John C. Melaniphy, Corporation Counsel, of Chicago, (Sydney R. Drebin and Marvin E. Aspen, Assistants Corporation Counsel, of counsel,) for appellees.

*483Mr. Justice Hershey

delivered the opinion of the court:

The plaintiff, Anthony DeGrazio, a former lieutenant of police of the city of Chicago, was removed from office following a hearing before the Civil Service Commission of the city. The circuit court of Cook County reviewed the proceedings under the Administrative Review Act and affirmed the order of the Commission. The plaintiff has appealed directly to this court, a constitutional question being involved.

The charges filed against the plaintiff by the Commissioner of Police alleged that the plaintiff was guilty of conduct unbecoming a police officer and was guilty of disobedience of orders by associating and fraternizing with one Anthony Accardo, a person known to have a criminal record, in violation of Rule 309 of the Rules and Regulations of the Chicago Police Department, which provides that “No member or employee of the Department shall associate or fraternize with persons known to have criminal records.” An amended charge against the plaintiff specified that he was guilty of conduct unbecoming a policeman in that he brought disgrace, disrepute and ridicule upon the police department (Rule 374(5),) by openly and flagrantly travelling from the United States to and through Europe with the said Accardo, who was alleged to be a person of ill repute in the community served by the Chicago Police Department.

The first contention advanced by the plaintiff in this court is that Rule 309 of the Chicago Police Department is invalid. It is claimed that the rule fails to define what is meant by association and fraternization; it refers to persons “known to have criminal records” without specifying whether the required knowledge is that of an individual officer, the police department, or the general public; it uses the term “criminal records” without specifying whether this means the record of an arrest or the record of a con*484viction or whether the criminal offense must be a felony or a misdemeanor; it does not specify whether one or more arrests or convictions are sufficient to constitute a criminal record; and does not specify whether the arrests or convictions need be of recent origin or of the remote past.

The evidence, which will be discussed in more detail later in the opinion, shows that Accardo had a record of 4 convictions for disorderly conduct, the earliest of which was in 1923 and the latest in 1933. The proceedings before the Commission were in i960. Accardo’s police record showed, in addition to these 4 convictions, several indictments and arrests and one acquittal by a jury on a Federal charge.

The Police Commissioner testified that in his opinion an indictment constituted a criminal record, whether the person was found guilty or not, and that he considered a man to have a criminal record whether his convictions were for felonies or misdemeanors.
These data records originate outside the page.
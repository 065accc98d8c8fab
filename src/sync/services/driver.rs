//! Sync session driver: one full bidirectional pass per call.

use super::reconciler::Reconciler;
use crate::sync::{
    domain::{
        ClockSkewWarning, ConflictError, IdentityMap, RemoteId, Side, SyncDirection, SyncIntent,
        SyncTask, TaskClassification,
    },
    ports::{FetchError, IdentityMapStore, StateStoreError, TaskSource, WriteError},
};
use chrono::{DateTime, TimeDelta, Utc};
use mockable::Clock;
use std::fmt;
use std::sync::{Arc, Mutex, PoisonError};
use thiserror::Error;
use tracing::{debug, info, warn};

/// Stage of the pass currently executing.
#[derive(Debug, Clone, Copy, PartialEq, Eq, Hash)]
pub enum PassPhase {
    /// No pass is running.
    Idle,
    /// Loading the identity map and fetching both sides.
    Fetching,
    /// Classifying side A tasks against side B.
    ReconcilingAToB,
    /// Writing A→B intents to side B.
    ApplyingAToB,
    /// Classifying side B tasks against side A.
    ReconcilingBToA,
    /// Writing B→A intents to side A.
    ApplyingBToA,
    /// Saving the identity map.
    Persisting,
}

impl PassPhase {
    /// Returns the log label of the phase.
    #[must_use]
    pub const fn as_str(self) -> &'static str {
        match self {
            Self::Idle => "idle",
            Self::Fetching => "fetching",
            Self::ReconcilingAToB => "reconciling_a_to_b",
            Self::ApplyingAToB => "applying_a_to_b",
            Self::ReconcilingBToA => "reconciling_b_to_a",
            Self::ApplyingBToA => "applying_b_to_a",
            Self::Persisting => "persisting",
        }
    }

    const fn reconciling(direction: SyncDirection) -> Self {
        match direction {
            SyncDirection::AToB => Self::ReconcilingAToB,
            SyncDirection::BToA => Self::ReconcilingBToA,
        }
    }

    const fn applying(direction: SyncDirection) -> Self {
        match direction {
            SyncDirection::AToB => Self::ApplyingAToB,
            SyncDirection::BToA => Self::ApplyingBToA,
        }
    }
}

impl fmt::Display for PassPhase {
    fn fmt(&self, f: &mut fmt::Formatter<'_>) -> fmt::Result {
        f.write_str(self.as_str())
    }
}

/// An intent whose destination write was refused or failed.
#[derive(Debug, Clone)]
pub struct FailedIntent {
    /// Direction the intent belonged to.
    pub direction: SyncDirection,
    /// Source task identifier.
    pub source_id: RemoteId,
    /// Classification of the failed intent.
    pub classification: TaskClassification,
    /// Write failure reported by the destination.
    pub error: WriteError,
}

/// Outcome of one direction of a pass.
#[derive(Debug, Clone)]
pub struct DirectionReport {
    /// Direction the report covers.
    pub direction: SyncDirection,
    /// Mirrors created on the destination.
    pub created: usize,
    /// Destination copies overwritten.
    pub updated: usize,
    /// Source tasks that needed no write.
    pub unchanged: usize,
    /// Writes that did not succeed.
    pub failed: Vec<FailedIntent>,
    /// Clock-skew warnings raised while reconciling.
    pub warnings: Vec<ClockSkewWarning>,
}

impl DirectionReport {
    const fn empty(direction: SyncDirection) -> Self {
        Self {
            direction,
            created: 0,
            updated: 0,
            unchanged: 0,
            failed: Vec::new(),
            warnings: Vec::new(),
        }
    }

    /// Returns `true` when no write was needed in this direction.
    #[must_use]
    pub fn is_all_noop(&self) -> bool {
        self.created == 0 && self.updated == 0 && self.failed.is_empty()
    }
}

/// Outcome of a full pass.
#[derive(Debug, Clone)]
pub struct PassReport {
    /// A→B half.
    pub a_to_b: DirectionReport,
    /// B→A half.
    pub b_to_a: DirectionReport,
    /// Clock reading stamped on the persisted map.
    pub completed_at: DateTime<Utc>,
}

impl PassReport {
    /// Returns every failed intent of both directions.
    pub fn failed(&self) -> impl Iterator<Item = &FailedIntent> {
        self.a_to_b.failed.iter().chain(&self.b_to_a.failed)
    }

    /// Returns `true` when neither direction wrote anything.
    #[must_use]
    pub fn is_all_noop(&self) -> bool {
        self.a_to_b.is_all_noop() && self.b_to_a.is_all_noop()
    }
}

/// Errors returned by a sync pass.
#[derive(Debug, Error)]
pub enum SyncPassError {
    /// Another pass holds the driver.
    #[error("a sync pass is already running")]
    PassInProgress,

    /// A side could not be fetched; nothing was written or persisted.
    #[error(transparent)]
    Fetch(#[from] FetchError),

    /// The identity map could not be loaded or saved.
    #[error(transparent)]
    Store(#[from] StateStoreError),

    /// Recording a mirror would break identity uniqueness.
    #[error(transparent)]
    Conflict(#[from] ConflictError),

    /// The pass ran to completion but some writes failed. Successful
    /// mappings were persisted.
    #[error("{} sync intents failed", .0.failed().count())]
    IntentsFailed(Box<PassReport>),

    /// An adapter was wired to the wrong side.
    #[error("adapter for side {expected} reports side {found}")]
    SideMismatch {
        /// Side the slot requires.
        expected: Side,
        /// Side the adapter reported.
        found: Side,
    },
}

/// Result type for a sync pass.
pub type PassResult = Result<PassReport, SyncPassError>;

/// Runs reconciliation passes between two task sources.
pub struct SyncSessionDriver<A, B, S, C>
where
    A: TaskSource,
    B: TaskSource,
    S: IdentityMapStore,
    C: Clock + Send + Sync,
{
    side_a: Arc<A>,
    side_b: Arc<B>,
    store: Arc<S>,
    clock: Arc<C>,
    reconciler: Reconciler<C>,
    phase: Mutex<PassPhase>,
    pass_guard: tokio::sync::Mutex<()>,
}

impl<A, B, S, C> SyncSessionDriver<A, B, S, C>
where
    A: TaskSource,
    B: TaskSource,
    S: IdentityMapStore,
    C: Clock + Send + Sync,
{
    /// Creates a driver over both sides, the identity map store and a clock.
    #[must_use]
    pub fn new(side_a: Arc<A>, side_b: Arc<B>, store: Arc<S>, clock: Arc<C>) -> Self {
        Self {
            side_a,
            side_b,
            store,
            reconciler: Reconciler::new(Arc::clone(&clock)),
            clock,
            phase: Mutex::new(PassPhase::Idle),
            pass_guard: tokio::sync::Mutex::new(()),
        }
    }

    /// Overrides the future-timestamp tolerance of the reconciler.
    #[must_use]
    pub fn with_skew_tolerance(mut self, tolerance: TimeDelta) -> Self {
        self.reconciler = self.reconciler.with_skew_tolerance(tolerance);
        self
    }

    /// Returns the phase of the running pass, or [`PassPhase::Idle`].
    #[must_use]
    pub fn phase(&self) -> PassPhase {
        *self.phase.lock().unwrap_or_else(PoisonError::into_inner)
    }

    /// Runs one full pass: fetch both sides, reconcile and apply each
    /// direction, then persist the identity map.
    ///
    /// # Errors
    ///
    /// Returns [`SyncPassError::PassInProgress`] when another pass is running,
    /// [`SyncPassError::IntentsFailed`] when some writes failed after the map
    /// was persisted, and the remaining variants when the pass aborted
    /// without persisting anything.
    pub async fn run_once(&self) -> PassResult {
        let Ok(_guard) = self.pass_guard.try_lock() else {
            return Err(SyncPassError::PassInProgress);
        };
        let result = self.execute_pass().await;
        self.enter(PassPhase::Idle);
        result
    }

    async fn execute_pass(&self) -> PassResult {
        check_side(Side::A, self.side_a.side())?;
        check_side(Side::B, self.side_b.side())?;

        self.enter(PassPhase::Fetching);
        let mut map = self.store.load().await?;
        let tasks_a = self.side_a.fetch_all().await?;
        let tasks_b = self.side_b.fetch_all().await?;
        debug!(
            mapped = map.len(),
            side_a = tasks_a.len(),
            side_b = tasks_b.len(),
            "fetched both sides"
        );

        let a_to_b = self
            .sync_direction(
                SyncDirection::AToB,
                &tasks_a,
                &tasks_b,
                self.side_b.as_ref(),
                &mut map,
            )
            .await?;
        let b_to_a = self
            .sync_direction(
                SyncDirection::BToA,
                &tasks_b,
                &tasks_a,
                self.side_a.as_ref(),
                &mut map,
            )
            .await?;

        self.enter(PassPhase::Persisting);
        let completed_at = self.clock.utc();
        map.mark_synced(completed_at);
        self.store.save(&map).await?;

        let report = PassReport {
            a_to_b,
            b_to_a,
            completed_at,
        };
        info!(
            created_on_b = report.a_to_b.created,
            updated_on_b = report.a_to_b.updated,
            created_on_a = report.b_to_a.created,
            updated_on_a = report.b_to_a.updated,
            failed = report.failed().count(),
            "sync pass finished"
        );
        if report.failed().next().is_some() {
            return Err(SyncPassError::IntentsFailed(Box::new(report)));
        }
        Ok(report)
    }

    async fn sync_direction(
        &self,
        direction: SyncDirection,
        source: &[SyncTask],
        destination: &[SyncTask],
        target: &(impl TaskSource + ?Sized),
        map: &mut IdentityMap,
    ) -> Result<DirectionReport, SyncPassError> {
        self.enter(PassPhase::reconciling(direction));
        let (intents, warnings) = self
            .reconciler
            .reconcile(direction, source, destination, map)
            .into_parts();

        self.enter(PassPhase::applying(direction));
        let mut report = DirectionReport::empty(direction);
        report.warnings = warnings;
        for intent in intents {
            self.apply(direction, intent, target, map, &mut report)
                .await?;
        }
        Ok(report)
    }

    async fn apply(
        &self,
        direction: SyncDirection,
        intent: SyncIntent,
        target: &(impl TaskSource + ?Sized),
        map: &mut IdentityMap,
        report: &mut DirectionReport,
    ) -> Result<(), ConflictError> {
        let classification = intent.classification();
        match intent {
            SyncIntent::CreateOnDestination { task, replaces } => {
                match target.create(&task).await {
                    Ok(created_id) => {
                        if let Some(stale) = replaces {
                            map.forget(direction.destination(), &stale);
                        }
                        debug!(%direction, source_id = %task.native_id(), %created_id, "created mirror");
                        map.record_mirror(
                            direction,
                            task.native_id().clone(),
                            created_id,
                            self.clock.utc(),
                        )?;
                        report.created += 1;
                    }
                    Err(error) => {
                        record_failure(report, task.native_id().clone(), classification, error);
                    }
                }
            }
            SyncIntent::UpdateOnDestination {
                source_id,
                destination_id,
                fields,
            } => match target.update(&destination_id, &fields).await {
                Ok(()) => {
                    debug!(%direction, %source_id, %destination_id, "updated mirror");
                    map.touch(direction.source(), &source_id, self.clock.utc());
                    report.updated += 1;
                }
                Err(error) => record_failure(report, source_id, classification, error),
            },
            SyncIntent::NoOp { source_id, .. } => {
                map.touch(direction.source(), &source_id, self.clock.utc());
                report.unchanged += 1;
            }
        }
        Ok(())
    }

    fn enter(&self, next: PassPhase) {
        let mut phase = self.phase.lock().unwrap_or_else(PoisonError::into_inner);
        let previous = *phase;
        *phase = next;
        debug!(from = %previous, to = %next, "sync pass phase");
    }
}

fn check_side(expected: Side, found: Side) -> Result<(), SyncPassError> {
    if expected == found {
        Ok(())
    } else {
        Err(SyncPassError::SideMismatch { expected, found })
    }
}

fn record_failure(
    report: &mut DirectionReport,
    source_id: RemoteId,
    classification: TaskClassification,
    error: WriteError,
) {
    warn!(direction = %report.direction, %source_id, %error, "sync intent failed");
    report.failed.push(FailedIntent {
        direction: report.direction,
        source_id,
        classification,
        error,
    });
}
In this court the Commission takes the position that a conviction is not necessary to constitute a criminal record for it claims that such a record is a record relating to prosecutions for a State felony or misdemeanor conviction. The Commission apparently concedes that a charge of a violation of a city ordinance would not constitute a criminal record. On this point plaintiff states that numerous traffic violations which are made criminal offenses by the Uniform Act Regulating Traffic may also constitute violation of a city ordinance regulating traffic and argues that it is inconsistent to say that a violation of a State statute forbidding speeding, for example, is a criminal record while a violation of a city ordinance forbidding the same conduct is not. He also argues that it is unreasonable to consider that a person has a criminal record so as to prohibit a police officer from associating with him when the only record is a record of misdemeanor convictions, the latest of which was 26 years before the alleged association.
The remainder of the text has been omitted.